━━ WORKING DATA ━━
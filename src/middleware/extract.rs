//! Extractors whose rejections go out as `AppError::BadRequest` in the
//! usual envelope instead of axum's plain-text bodies.

use axum::{
    Json,
    extract::{
        FromRequest, FromRequestParts, Path, Query, Request,
        rejection::{JsonRejection, PathRejection, QueryRejection},
    },
    http::request::Parts,
};

use crate::error::AppError;

/// JSON request body.
pub struct ApiJson<T>(pub T);

/// Query string.
pub struct ApiQuery<T>(pub T);

/// Path parameters.
pub struct ApiPath<T>(pub T);

impl From<JsonRejection> for AppError {
    fn from(rejection: JsonRejection) -> Self {
        AppError::BadRequest(format!("Invalid input: {}", rejection.body_text()))
    }
}

impl From<QueryRejection> for AppError {
    fn from(rejection: QueryRejection) -> Self {
        AppError::BadRequest(format!("Invalid query: {}", rejection.body_text()))
    }
}

impl From<PathRejection> for AppError {
    fn from(rejection: PathRejection) -> Self {
        AppError::BadRequest(format!("Invalid path: {}", rejection.body_text()))
    }
}

impl<T, S> FromRequest<S> for ApiJson<T>
where
    Json<T>: FromRequest<S, Rejection = JsonRejection>,
    S: Send + Sync,
{
    type Rejection = AppError;

    async fn from_request(req: Request, state: &S) -> Result<Self, Self::Rejection> {
        let Json(value) = Json::<T>::from_request(req, state).await?;
        Ok(ApiJson(value))
    }
}

impl<T, S> FromRequestParts<S> for ApiQuery<T>
where
    Query<T>: FromRequestParts<S, Rejection = QueryRejection>,
    S: Send + Sync,
{
    type Rejection = AppError;

    async fn from_request_parts(parts: &mut Parts, state: &S) -> Result<Self, Self::Rejection> {
        let Query(value) = Query::<T>::from_request_parts(parts, state).await?;
        Ok(ApiQuery(value))
    }
}

impl<T, S> FromRequestParts<S> for ApiPath<T>
where
    Path<T>: FromRequestParts<S, Rejection = PathRejection>,
    S: Send + Sync,
{
    type Rejection = AppError;

    async fn from_request_parts(parts: &mut Parts, state: &S) -> Result<Self, Self::Rejection> {
        let Path(value) = Path::<T>::from_request_parts(parts, state).await?;
        Ok(ApiPath(value))
    }
}
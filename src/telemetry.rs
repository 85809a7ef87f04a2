use tracing_subscriber::{layer::SubscriberExt, util::SubscriberInitExt};

const DEFAULT_FILTER: &str = "info,housing_market_api=debug";

/// Install the fmt subscriber filtered by `RUST_LOG`. Later calls are no-ops.
pub fn init_tracing() {
    let installed = tracing_subscriber::registry()
        .with(
            tracing_subscriber::EnvFilter::try_from_default_env()
                .unwrap_or_else(|_| DEFAULT_FILTER.into()),
        )
        .with(tracing_subscriber::fmt::layer())
        .try_init();
    if installed.is_err() {
        tracing::debug!("tracing subscriber already installed");
    }
}

#[cfg(test)]
mod tests {
    use super::*;

    #[test]
    fn second_init_is_harmless() {
        init_tracing();
        init_tracing();
        tracing::info!("still logging");
    }
}
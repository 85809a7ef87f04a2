mod common;

use chrono::{DateTime, Duration, Utc};
use housing_market_api::{
    dto::{
        listings::CreateListingRequest,
        visits::{CreateVisitRequest, UpdateVisitRequest},
    },
    error::AppError,
    models::{ListingCategory, PropertyType, Role, VisitStatus},
    routes::params::VisitListQuery,
    services::{listing_service, visit_service},
};
use uuid::Uuid;

fn house() -> CreateListingRequest {
    CreateListingRequest {
        title: "Cozy Family House".into(),
        description: "Three bedrooms and a large backyard".into(),
        price: 220_000,
        currency: Some("usd".into()),
        category: ListingCategory::Rent,
        property_type: PropertyType::House,
        bedrooms: Some(3),
        bathrooms: Some(2),
        area_sqft: None,
        year_built: None,
        address_line1: None,
        address_line2: None,
        city: Some("San Jose".into()),
        state: Some("CA".into()),
        postal_code: None,
        country: None,
        latitude: None,
        longitude: None,
        photos: Vec::new(),
        amenities: Vec::new(),
    }
}

fn booking(listing_id: Uuid) -> CreateVisitRequest {
    CreateVisitRequest {
        user_id: None,
        user_email: None,
        listing_id,
        scheduled_at: Utc::now() + Duration::days(2),
        notes: Some("Morning works best".into()),
    }
}

// Buyers and guests book viewings; the owner sees and confirms them.
#[tokio::test]
async fn visit_booking_flow() -> anyhow::Result<()> {
    let Some(database_url) = common::database_url() else {
        return Ok(());
    };
    let state = common::setup_state(&database_url).await?;

    let seller = common::create_user(&state, Role::Seller, "seller@example.com").await?;
    let buyer = common::create_user(&state, Role::Buyer, "buyer@example.com").await?;
    let other = common::create_user(&state, Role::Renter, "renter@example.com").await?;

    let listing = listing_service::create_listing(&state, &seller, house())
        .await?
        .data
        .unwrap();
    assert_eq!(listing.currency, "USD");

    // Signed-in caller
    let visit = visit_service::create_visit(&state, Some(&buyer), booking(listing.id))
        .await?
        .data
        .unwrap();
    assert_eq!(visit.user_id, buyer.user_id);
    assert_eq!(visit.status, VisitStatus::Requested);
    assert_eq!(visit.listing.as_ref().map(|l| l.title.as_str()), Some("Cozy Family House"));

    // Anonymous caller with an email gets a guest account
    let guest_visit = visit_service::create_visit(
        &state,
        None,
        CreateVisitRequest {
            user_email: Some("walk-in@example.com".into()),
            ..booking(listing.id)
        },
    )
    .await?
    .data
    .unwrap();
    assert_eq!(
        guest_visit.user.as_ref().map(|u| u.email.as_str()),
        Some("walk-in@example.com")
    );

    let err = visit_service::create_visit(&state, None, booking(listing.id))
        .await
        .unwrap_err();
    assert!(matches!(err, AppError::BadRequest(_)));

    let err = visit_service::create_visit(
        &state,
        None,
        CreateVisitRequest {
            user_id: Some(Uuid::new_v4()),
            ..booking(listing.id)
        },
    )
    .await
    .unwrap_err();
    assert!(matches!(err, AppError::BadRequest(_)));

    let err = visit_service::create_visit(&state, Some(&buyer), booking(Uuid::new_v4()))
        .await
        .unwrap_err();
    assert!(matches!(err, AppError::NotFound));

    // Visibility
    let buyer_view = visit_service::list_visits(&state, &buyer, VisitListQuery::default())
        .await?
        .data
        .unwrap();
    assert_eq!(buyer_view.items.len(), 1);

    let seller_view = visit_service::list_visits(&state, &seller, VisitListQuery::default())
        .await?;
    assert_eq!(seller_view.meta.as_ref().and_then(|m| m.total), Some(2));

    let other_view = visit_service::list_visits(&state, &other, VisitListQuery::default())
        .await?
        .data
        .unwrap();
    assert!(other_view.items.is_empty());

    // Date window on scheduled_at
    let later = visit_service::create_visit(
        &state,
        Some(&buyer),
        CreateVisitRequest {
            scheduled_at: Utc::now() + Duration::days(10),
            ..booking(listing.id)
        },
    )
    .await?
    .data
    .unwrap();
    let window = |from: Option<DateTime<Utc>>, to: Option<DateTime<Utc>>| VisitListQuery {
        from,
        to,
        ..Default::default()
    };
    let after_first = visit_service::list_visits(
        &state,
        &buyer,
        window(Some(Utc::now() + Duration::days(5)), None),
    )
    .await?
    .data
    .unwrap();
    let ids: Vec<Uuid> = after_first.items.iter().map(|v| v.id).collect();
    assert_eq!(ids, vec![later.id]);

    let around_first = visit_service::list_visits(
        &state,
        &buyer,
        window(
            Some(Utc::now() + Duration::days(1)),
            Some(Utc::now() + Duration::days(3)),
        ),
    )
    .await?
    .data
    .unwrap();
    let ids: Vec<Uuid> = around_first.items.iter().map(|v| v.id).collect();
    assert_eq!(ids, vec![visit.id]);

    let before_any = visit_service::list_visits(
        &state,
        &buyer,
        window(None, Some(Utc::now() + Duration::days(1))),
    )
    .await?
    .data
    .unwrap();
    assert!(before_any.items.is_empty());

    // Strangers cannot touch the visit
    let err = visit_service::update_visit(
        &state,
        &other,
        visit.id,
        UpdateVisitRequest {
            status: Some(VisitStatus::Canceled),
            ..Default::default()
        },
    )
    .await
    .unwrap_err();
    assert!(matches!(err, AppError::Forbidden));

    let confirmed = visit_service::update_visit(
        &state,
        &seller,
        visit.id,
        UpdateVisitRequest {
            status: Some(VisitStatus::Confirmed),
            ..Default::default()
        },
    )
    .await?
    .data
    .unwrap();
    assert_eq!(confirmed.status, VisitStatus::Confirmed);
    assert_eq!(confirmed.notes.as_deref(), Some("Morning works best"));

    let cleared = visit_service::update_visit(
        &state,
        &buyer,
        visit.id,
        UpdateVisitRequest {
            notes: Some(String::new()),
            ..Default::default()
        },
    )
    .await?
    .data
    .unwrap();
    assert_eq!(cleared.notes, None);
    assert_eq!(cleared.status, VisitStatus::Confirmed);

    let confirmed_only = visit_service::list_visits(
        &state,
        &seller,
        VisitListQuery {
            status: Some("confirmed".into()),
            ..Default::default()
        },
    )
    .await?
    .data
    .unwrap();
    assert_eq!(confirmed_only.items.len(), 1);
    assert_eq!(confirmed_only.items[0].id, visit.id);

    let err = visit_service::update_visit(
        &state,
        &seller,
        Uuid::new_v4(),
        UpdateVisitRequest::default(),
    )
    .await
    .unwrap_err();
    assert!(matches!(err, AppError::NotFound));

    Ok(())
}
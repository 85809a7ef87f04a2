use utoipa::{
    Modify, OpenApi,
    openapi::{
        self,
        OpenApi as OpenApiSpec,
        security::{ApiKey, ApiKeyValue, HttpAuthScheme, HttpBuilder, SecurityScheme},
    },
};
use utoipa_scalar::{Scalar, Servable};

use crate::{
    dto::{
        auth::{LoginRequest, LoginResponse, LogoutResponse, SignupRequest, SignupResponse},
        listings::{
            AmenityList, CreateListingRequest, DeletedListing, ListingList, ListingSummaryList,
            MapPointList, PhotoInput, UpdateListingRequest,
        },
        uploads::{UploadForm, UploadResponse},
        visits::{CreateVisitRequest, UpdateVisitRequest, VisitList},
    },
    models::{
        Amenity, Listing, ListingCategory, ListingOwner, ListingPhoto, ListingSummary, MapPoint,
        PropertyType, Role, User, Visit, VisitListing, VisitStatus, VisitUser,
    },
    response::{ApiResponse, Meta},
    routes::{auth, health, listings, uploads, visits},
    session::AUTH_COOKIE,
};

struct SecurityAddon;

impl Modify for SecurityAddon {
    fn modify(&self, openapi: &mut openapi::OpenApi) {
        let components = openapi.components.get_or_insert_with(Default::default);
        components.add_security_scheme(
            "bearer_auth",
            SecurityScheme::Http(
                HttpBuilder::new()
                    .scheme(HttpAuthScheme::Bearer)
                    .bearer_format("JWT")
                    .build(),
            ),
        );
        components.add_security_scheme(
            "cookie_auth",
            SecurityScheme::ApiKey(ApiKey::Cookie(ApiKeyValue::new(AUTH_COOKIE))),
        );
    }
}

#[derive(OpenApi)]
#[openapi(
    paths(
        health::health_check,
        auth::signup,
        auth::login,
        auth::logout,
        auth::me,
        listings::list_listings,
        listings::get_listing,
        listings::create_listing,
        listings::update_listing,
        listings::delete_listing,
        listings::my_listings,
        listings::map_listings,
        listings::list_amenities,
        visits::create_visit,
        visits::list_visits,
        visits::update_visit,
        uploads::upload
    ),
    components(
        schemas(
            Role,
            ListingCategory,
            PropertyType,
            VisitStatus,
            User,
            ListingOwner,
            ListingPhoto,
            Amenity,
            Listing,
            ListingSummary,
            MapPoint,
            Visit,
            VisitUser,
            VisitListing,
            SignupRequest,
            LoginRequest,
            SignupResponse,
            LoginResponse,
            LogoutResponse,
            PhotoInput,
            CreateListingRequest,
            UpdateListingRequest,
            ListingList,
            ListingSummaryList,
            MapPointList,
            AmenityList,
            DeletedListing,
            CreateVisitRequest,
            UpdateVisitRequest,
            VisitList,
            UploadForm,
            UploadResponse,
            health::HealthData,
            Meta,
            ApiResponse<Listing>,
            ApiResponse<ListingSummaryList>,
            ApiResponse<Visit>,
            ApiResponse<VisitList>
        )
    ),
    modifiers(&SecurityAddon),
    tags(
        (name = "Health", description = "Health check endpoint"),
        (name = "Auth", description = "Signup, login and session endpoints"),
        (name = "Listings", description = "Listing search and management"),
        (name = "Map", description = "Map markers"),
        (name = "Visits", description = "Viewing appointments"),
        (name = "Uploads", description = "Listing photo uploads"),
    )
)]
pub struct ApiDoc;

pub fn scalar_docs() -> Scalar<OpenApiSpec> {
    Scalar::with_url("/docs", ApiDoc::openapi())
}

#[cfg(test)]
mod tests {
    use super::*;

    #[test]
    fn document_lists_every_route() {
        let doc = ApiDoc::openapi();
        for path in [
            "/health",
            "/api/auth/signup",
            "/api/listings/{id}",
            "/api/me/listings",
            "/api/map/listings",
            "/api/amenities",
            "/api/visits/{id}",
            "/api/upload",
        ] {
            assert!(doc.paths.paths.contains_key(path), "missing {path}");
        }
    }
}
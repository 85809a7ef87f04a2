use url::Url;

use crate::error::{AppError, AppResult};

pub fn normalize_email(raw: &str) -> AppResult<String> {
    let email = raw.trim().to_lowercase();
    let valid = match email.split_once('@') {
        Some((local, domain)) => {
            !local.is_empty()
                && !domain.contains('@')
                && domain.contains('.')
                && !domain.starts_with('.')
                && !domain.ends_with('.')
                && !email.chars().any(char::is_whitespace)
        }
        None => false,
    };
    if !valid {
        return Err(AppError::BadRequest("email is invalid".into()));
    }
    Ok(email)
}

pub fn min_chars(field: &str, value: &str, min: usize) -> AppResult<()> {
    if value.trim().chars().count() < min {
        return Err(AppError::BadRequest(format!(
            "{field} must be at least {min} characters"
        )));
    }
    Ok(())
}

pub fn in_range<T>(field: &str, value: Option<T>, min: T, max: T) -> AppResult<()>
where
    T: PartialOrd + std::fmt::Display + Copy,
{
    match value {
        Some(v) if v < min || v > max => Err(AppError::BadRequest(format!(
            "{field} must be between {min} and {max}"
        ))),
        _ => Ok(()),
    }
}

pub fn non_negative(field: &str, value: Option<i32>) -> AppResult<()> {
    in_range(field, value, 0, i32::MAX)
}

pub fn positive_price(price: i64) -> AppResult<()> {
    if price <= 0 {
        return Err(AppError::BadRequest("price must be a positive integer".into()));
    }
    Ok(())
}

pub fn currency_code(raw: &str) -> AppResult<String> {
    let code = raw.trim().to_ascii_uppercase();
    if code.len() != 3 || !code.chars().all(|c| c.is_ascii_alphabetic()) {
        return Err(AppError::BadRequest("currency must be a 3-letter code".into()));
    }
    Ok(code)
}

/// Absolute http(s) URL, returned unchanged.
pub fn http_url(raw: &str) -> AppResult<String> {
    let parsed = Url::parse(raw.trim())
        .map_err(|_| AppError::BadRequest(format!("invalid photo url: {raw}")))?;
    match parsed.scheme() {
        "http" | "https" => Ok(raw.trim().to_string()),
        _ => Err(AppError::BadRequest(format!("invalid photo url: {raw}"))),
    }
}

/// Empty strings clear optional text fields.
pub fn blank_to_none(value: Option<String>) -> Option<String> {
    value
        .map(|v| v.trim().to_string())
        .filter(|v| !v.is_empty())
}

#[cfg(test)]
mod tests {
    use super::*;

    #[test]
    fn emails_are_normalized_and_checked() {
        assert_eq!(normalize_email("  Ana@Example.COM ").unwrap(), "ana@example.com");
        assert!(normalize_email("no-at-sign").is_err());
        assert!(normalize_email("a@b").is_err());
        assert!(normalize_email("a b@c.io").is_err());
    }

    #[test]
    fn ranges_skip_missing_values() {
        assert!(in_range("year_built", None::<i32>, 1800, 2100).is_ok());
        assert!(in_range("year_built", Some(1799), 1800, 2100).is_err());
        assert!(in_range("latitude", Some(45.5), -90.0, 90.0).is_ok());
        assert!(non_negative("bedrooms", Some(-1)).is_err());
    }

    #[test]
    fn photo_urls_must_be_http() {
        assert!(http_url("https://img.example.com/a.jpg").is_ok());
        assert!(http_url("ftp://example.com/a.jpg").is_err());
        assert!(http_url("not a url").is_err());
    }

    #[test]
    fn currency_is_upper_cased() {
        assert_eq!(currency_code("usd").unwrap(), "USD");
        assert!(currency_code("dollars").is_err());
        assert!(positive_price(0).is_err());
    }
}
━━━
WHAT THE EXERCISE ASKS: Lines with "VisitListing" in the records above: copy every one of them.

SOLUTION TO THE PROBLEM:
        PropertyType, Role, User, Visit, VisitListing, VisitStatus, VisitUser,
            VisitListing,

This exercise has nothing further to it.